Development change is also used for deriving the patch sizes and shape in calibration step
(see r.futures.calib) to be used in PGA submodel.
DEMAND and PGA require a raster map representing the starting state
of the landscape at the beginning of the simulation (developed = 1,
available for development = 0, excluded from development as NULLs).
- Development potential (POTENTIAL submodel) requires
a set of uncorrelated predictors (raster maps) driving the land change.

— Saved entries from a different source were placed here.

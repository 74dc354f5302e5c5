//! Repository for the `projects` table.

use promis_core::types::DbId;
use sqlx::PgPool;

use crate::models::project::{CreateProject, Project, UpdateProject};

/// Column list shared across queries to avoid repetition.
const COLUMNS: &str = "id, project_name, department_type, department_category, institution, \
     department, duration_start, duration_end, tec, tec_currency, awarded_amount, \
     revised_date, start_date, estimated_end_date, project_extended, extended_date, \
     extension_pdf, return_periods_start, return_periods_end, funding_source, \
     capital_works, location, land_location, responsible_dept, project_image, \
     project_pdf, npd_date, cabinet_papers_no, cabinet_papers_date, remarks, \
     is_draft, created_by, created_at, updated_at";

/// Provides CRUD and visibility-scoped listing for projects.
pub struct ProjectRepo;

impl ProjectRepo {
    /// Insert a new project owned by `created_by`, returning the created row.
    pub async fn create(
        pool: &PgPool,
        input: &CreateProject,
        created_by: DbId,
    ) -> Result<Project, sqlx::Error> {
        let query = format!(
            "INSERT INTO projects (
                project_name, department_type, department_category, institution,
                department, duration_start, duration_end, tec, tec_currency,
                awarded_amount, revised_date, start_date, estimated_end_date,
                project_extended, extended_date, extension_pdf,
                return_periods_start, return_periods_end, funding_source,
                capital_works, location, land_location, responsible_dept,
                project_image, project_pdf, npd_date, cabinet_papers_no,
                cabinet_papers_date, remarks, is_draft, created_by)
             VALUES ($1, COALESCE($2, 'Local'), $3, $4, $5, $6, $7, $8,
                COALESCE($9, 'LKR'), $10, $11, $12, $13, COALESCE($14, 'No'),
                $15, $16, $17, $18, $19, COALESCE($20, FALSE), $21, $22, $23,
                $24, $25, $26, $27, $28, $29, COALESCE($30, FALSE), $31)
             RETURNING {COLUMNS}"
        );
        sqlx::query_as::<_, Project>(&query)
            .bind(&input.project_name)
            .bind(&input.department_type)
            .bind(&input.department_category)
            .bind(&input.institution)
            .bind(&input.department)
            .bind(input.duration_start)
            .bind(input.duration_end)
            .bind(input.tec)
            .bind(&input.tec_currency)
            .bind(input.awarded_amount)
            .bind(input.revised_date)
            .bind(input.start_date)
            .bind(input.estimated_end_date)
            .bind(&input.project_extended)
            .bind(input.extended_date)
            .bind(&input.extension_pdf)
            .bind(input.return_periods_start)
            .bind(input.return_periods_end)
            .bind(&input.funding_source)
            .bind(input.capital_works)
            .bind(&input.location)
            .bind(&input.land_location)
            .bind(&input.responsible_dept)
            .bind(&input.project_image)
            .bind(&input.project_pdf)
            .bind(input.npd_date)
            .bind(&input.cabinet_papers_no)
            .bind(input.cabinet_papers_date)
            .bind(&input.remarks)
            .bind(input.is_draft)
            .bind(created_by)
            .fetch_one(pool)
            .await
    }

    /// Find a project by its internal ID.
    pub async fn find_by_id(pool: &PgPool, id: DbId) -> Result<Option<Project>, sqlx::Error> {
        let query = format!("SELECT {COLUMNS} FROM projects WHERE id = $1");
        sqlx::query_as::<_, Project>(&query)
            .bind(id)
            .fetch_optional(pool)
            .await
    }

    /// Find a project by exact name. Used by the record resolution service
    /// when a reference is not id-shaped.
    pub async fn find_by_name(pool: &PgPool, name: &str) -> Result<Option<Project>, sqlx::Error> {
        let query = format!("SELECT {COLUMNS} FROM projects WHERE project_name = $1");
        sqlx::query_as::<_, Project>(&query)
            .bind(name)
            .fetch_optional(pool)
            .await
    }

    /// List every project, most recently created first. Admin view.
    pub async fn list_all(pool: &PgPool) -> Result<Vec<Project>, sqlx::Error> {
        let query = format!("SELECT {COLUMNS} FROM projects ORDER BY created_at DESC");
        sqlx::query_as::<_, Project>(&query).fetch_all(pool).await
    }

    /// List projects visible to a non-admin user: own projects plus projects
    /// of the same institution.
    pub async fn list_visible(
        pool: &PgPool,
        user_id: DbId,
        institution_id: Option<&str>,
    ) -> Result<Vec<Project>, sqlx::Error> {
        let query = format!(
            "SELECT {COLUMNS} FROM projects
             WHERE created_by = $1 OR ($2::text IS NOT NULL AND institution = $2)
             ORDER BY created_at DESC"
        );
        sqlx::query_as::<_, Project>(&query)
            .bind(user_id)
            .bind(institution_id)
            .fetch_all(pool)
            .await
    }

    /// Update a project. Only non-`None` fields in `input` are applied.
    /// `created_by` is deliberately untouched.
    ///
    /// Returns `None` if no row with the given `id` exists.
    pub async fn update(
        pool: &PgPool,
        id: DbId,
        input: &UpdateProject,
    ) -> Result<Option<Project>, sqlx::Error> {
        let query = format!(
            "UPDATE projects SET
                project_name = COALESCE($2, project_name),
                department_type = COALESCE($3, department_type),
                department_category = COALESCE($4, department_category),
                institution = COALESCE($5, institution),
                department = COALESCE($6, department),
                duration_start = COALESCE($7, duration_start),
                duration_end = COALESCE($8, duration_end),
                tec = COALESCE($9, tec),
                tec_currency = COALESCE($10, tec_currency),
                awarded_amount = COALESCE($11, awarded_amount),
                revised_date = COALESCE($12, revised_date),
                start_date = COALESCE($13, start_date),
                estimated_end_date = COALESCE($14, estimated_end_date),
                project_extended = COALESCE($15, project_extended),
                extended_date = COALESCE($16, extended_date),
                extension_pdf = COALESCE($17, extension_pdf),
                return_periods_start = COALESCE($18, return_periods_start),
                return_periods_end = COALESCE($19, return_periods_end),
                funding_source = COALESCE($20, funding_source),
                capital_works = COALESCE($21, capital_works),
                location = COALESCE($22, location),
                land_location = COALESCE($23, land_location),
                responsible_dept = COALESCE($24, responsible_dept),
                project_image = COALESCE($25, project_image),
                project_pdf = COALESCE($26, project_pdf),
                npd_date = COALESCE($27, npd_date),
                cabinet_papers_no = COALESCE($28, cabinet_papers_no),
                cabinet_papers_date = COALESCE($29, cabinet_papers_date),
                remarks = COALESCE($30, remarks),
                is_draft = COALESCE($31, is_draft),
                updated_at = NOW()
             WHERE id = $1
             RETURNING {COLUMNS}"
        );
        sqlx::query_as::<_, Project>(&query)
            .bind(id)
            .bind(&input.project_name)
            .bind(&input.department_type)
            .bind(&input.department_category)
            .bind(&input.institution)
            .bind(&input.department)
            .bind(input.duration_start)
            .bind(input.duration_end)
            .bind(input.tec)
            .bind(&input.tec_currency)
            .bind(input.awarded_amount)
            .bind(input.revised_date)
            .bind(input.start_date)
            .bind(input.estimated_end_date)
            .bind(&input.project_extended)
            .bind(input.extended_date)
            .bind(&input.extension_pdf)
            .bind(input.return_periods_start)
            .bind(input.return_periods_end)
            .bind(&input.funding_source)
            .bind(input.capital_works)
            .bind(&input.location)
            .bind(&input.land_location)
            .bind(&input.responsible_dept)
            .bind(&input.project_image)
            .bind(&input.project_pdf)
            .bind(input.npd_date)
            .bind(&input.cabinet_papers_no)
            .bind(input.cabinet_papers_date)
            .bind(&input.remarks)
            .bind(input.is_draft)
            .fetch_optional(pool)
            .await
    }

    /// Delete a project by ID. Progress records cascade via the foreign key.
    /// Returns `true` if a row was removed.
    pub async fn delete(pool: &PgPool, id: DbId) -> Result<bool, sqlx::Error> {
        let result = sqlx::query("DELETE FROM projects WHERE id = $1")
            .bind(id)
            .execute(pool)
            .await?;
        Ok(result.rows_affected() > 0)
    }
}
//! Registration, login, and refresh-token rotation.

use axum::extract::State;
use axum::http::StatusCode;
use axum::Json;
use chrono::{Duration, Utc};
use promis_core::error::CoreError;
use promis_core::validation;
use promis_db::models::session::CreateSession;
use promis_db::models::user::{CreateUser, User, UserResponse};
use promis_db::repositories::session_repo::SessionRepo;
use promis_db::repositories::user_repo::UserRepo;
use serde::{Deserialize, Serialize};

use crate::auth::jwt;
use crate::auth::password;
use crate::error::{AppError, AppResult};
use crate::middleware::auth::AuthUser;
use crate::state::AppState;

#[derive(Debug, Deserialize)]
pub struct RegisterRequest {
    pub username: String,
    pub email: String,
    pub password: String,
    pub role: String,
    pub institution_id: Option<String>,
}

#[derive(Debug, Deserialize)]
pub struct LoginRequest {
    pub email: String,
    pub password: String,
}

#[derive(Debug, Deserialize)]
pub struct RefreshRequest {
    pub refresh_token: String,
}

/// Tokens plus the safe user view, returned by login and refresh.
#[derive(Debug, Serialize)]
pub struct AuthResponse {
    pub access_token: String,
    pub refresh_token: String,
    pub user: UserResponse,
}

/// POST /auth/register
pub async fn register(
    State(state): State<AppState>,
    Json(req): Json<RegisterRequest>,
) -> AppResult<(StatusCode, Json<UserResponse>)> {
    validation::validate_email(&req.email)?;
    validation::validate_password(&req.password)?;
    let role = validation::validate_role(&req.role)?;

    if req.username.trim().is_empty() {
        return Err(CoreError::Validation("Username must not be empty".into()).into());
    }

    let password_hash = password::hash_password(&req.password)
        .map_err(|e| AppError::InternalError(format!("Password hashing failed: {e}")))?;

    let user = UserRepo::create(
        &state.pool,
        &CreateUser {
            username: req.username.trim().to_string(),
            email: req.email.to_lowercase(),
            password_hash,
            role: role.as_str().to_string(),
            institution_id: req.institution_id,
        },
    )
    .await?;

    tracing::info!(user_id = user.id, role = %user.role, "user registered");
    Ok((StatusCode::CREATED, Json(user.into())))
}

/// POST /auth/login
pub async fn login(
    State(state): State<AppState>,
    Json(req): Json<LoginRequest>,
) -> AppResult<Json<AuthResponse>> {
    let invalid =
        || AppError::Core(CoreError::Unauthorized("Invalid email or password".into()));

    let user = UserRepo::find_by_email(&state.pool, &req.email.to_lowercase())
        .await?
        .ok_or_else(invalid)?;

    let ok = password::verify_password(&req.password, &user.password_hash)
        .map_err(|e| AppError::InternalError(format!("Password verification failed: {e}")))?;
    if !ok {
        return Err(invalid());
    }

    let response = issue_tokens(&state, user).await?;
    tracing::info!(user_id = response.user.id, "login succeeded");
    Ok(Json(response))
}

/// POST /auth/refresh -- rotate the refresh token.
///
/// The presented token's session is revoked and a fresh pair is issued, so a
/// replayed refresh token is rejected on its second use.
pub async fn refresh(
    State(state): State<AppState>,
    Json(req): Json<RefreshRequest>,
) -> AppResult<Json<AuthResponse>> {
    let hash = jwt::hash_refresh_token(&req.refresh_token);
    let session = SessionRepo::find_by_refresh_token_hash(&state.pool, &hash)
        .await?
        .ok_or_else(|| {
            AppError::Core(CoreError::Unauthorized(
                "Invalid or expired refresh token".into(),
            ))
        })?;

    SessionRepo::revoke(&state.pool, session.id).await?;

    let user = UserRepo::find_by_id(&state.pool, session.user_id)
        .await?
        .ok_or_else(|| {
            AppError::Core(CoreError::Unauthorized("Account no longer exists".into()))
        })?;

    let response = issue_tokens(&state, user).await?;
    Ok(Json(response))
}

/// POST /auth/logout -- revoke every live session for the caller.
pub async fn logout(State(state): State<AppState>, user: AuthUser) -> AppResult<StatusCode> {
    SessionRepo::revoke_all_for_user(&state.pool, user.user_id).await?;
    tracing::info!(user_id = user.user_id, "logged out");
    Ok(StatusCode::NO_CONTENT)
}

/// Generate an access/refresh pair and persist the refresh session.
async fn issue_tokens(state: &AppState, user: User) -> AppResult<AuthResponse> {
    let access_token = jwt::generate_access_token(
        user.id,
        &user.role,
        user.institution_id.as_deref(),
        &state.config.jwt,
    )
    .map_err(|e| AppError::InternalError(format!("Token generation failed: {e}")))?;

    let (refresh_token, refresh_hash) = jwt::generate_refresh_token();
    let expires_at = Utc::now() + Duration::days(state.config.jwt.refresh_token_expiry_days);
    SessionRepo::create(
        &state.pool,
        &CreateSession {
            user_id: user.id,
            refresh_token_hash: refresh_hash,
            expires_at,
        },
    )
    .await?;

    Ok(AuthResponse {
        access_token,
        refresh_token,
        user: user.into(),
    })
}
//! Display-only currency conversion.
//!
//! Stored monetary values are always in the native currency (LKR). Switching
//! the display currency converts on the way out and never writes back: the
//! access policy refuses financial-field edits while a non-native display
//! currency is active.

/// The native currency every monetary value is stored in.
pub const NATIVE_CURRENCY: &str = "LKR";

/// Approximate exchange rates, base LKR = 1. Fixed at build time.
pub const EXCHANGE_RATES: &[(&str, f64)] = &[
    ("LKR", 1.0),
    ("USD", 0.0033),
    ("GBP", 0.0026),
    ("EUR", 0.0031),
    ("CNY", 0.024),
    ("JPY", 0.49),
    ("AUD", 0.0051),
];

/// Look up the conversion rate for a currency code. `None` for unknown codes.
pub fn rate(currency: &str) -> Option<f64> {
    EXCHANGE_RATES
        .iter()
        .find(|(code, _)| *code == currency)
        .map(|(_, r)| *r)
}

/// Is this the native stored currency?
pub fn is_native(currency: &str) -> bool {
    currency == NATIVE_CURRENCY
}

/// Convert a native (LKR) value for display in `target` currency.
///
/// Returns `None` for unknown currency codes so callers can reject the
/// request rather than display garbage.
pub fn convert(native_value: f64, target: &str) -> Option<f64> {
    rate(target).map(|r| native_value * r)
}

#[cfg(test)]
mod tests {
    use super::*;

    #[test]
    fn test_native_is_identity() {
        assert_eq!(convert(12_345.67, "LKR"), Some(12_345.67));
        assert!(is_native("LKR"));
        assert!(!is_native("USD"));
    }

    #[test]
    fn test_known_rates() {
        let usd = convert(1_000_000.0, "USD").unwrap();
        assert!((usd - 3_300.0).abs() < 1e-6);
        let jpy = convert(100.0, "JPY").unwrap();
        assert!((jpy - 49.0).abs() < 1e-9);
    }

    #[test]
    fn test_unknown_currency_rejected() {
        assert_eq!(convert(100.0, "XXX"), None);
        assert_eq!(rate(""), None);
    }
}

These can include distance to roads, distance to interchanges, slope, ...
- Development pressure
- The development pressure variable is one of the predictors,
but it is recalculated at each time step to allow for positive feedback
(new development attracts more development). For computing development pressure,
Figure: FUTURES simulation result
Simple example using nc_spm_08_grass7 dataset.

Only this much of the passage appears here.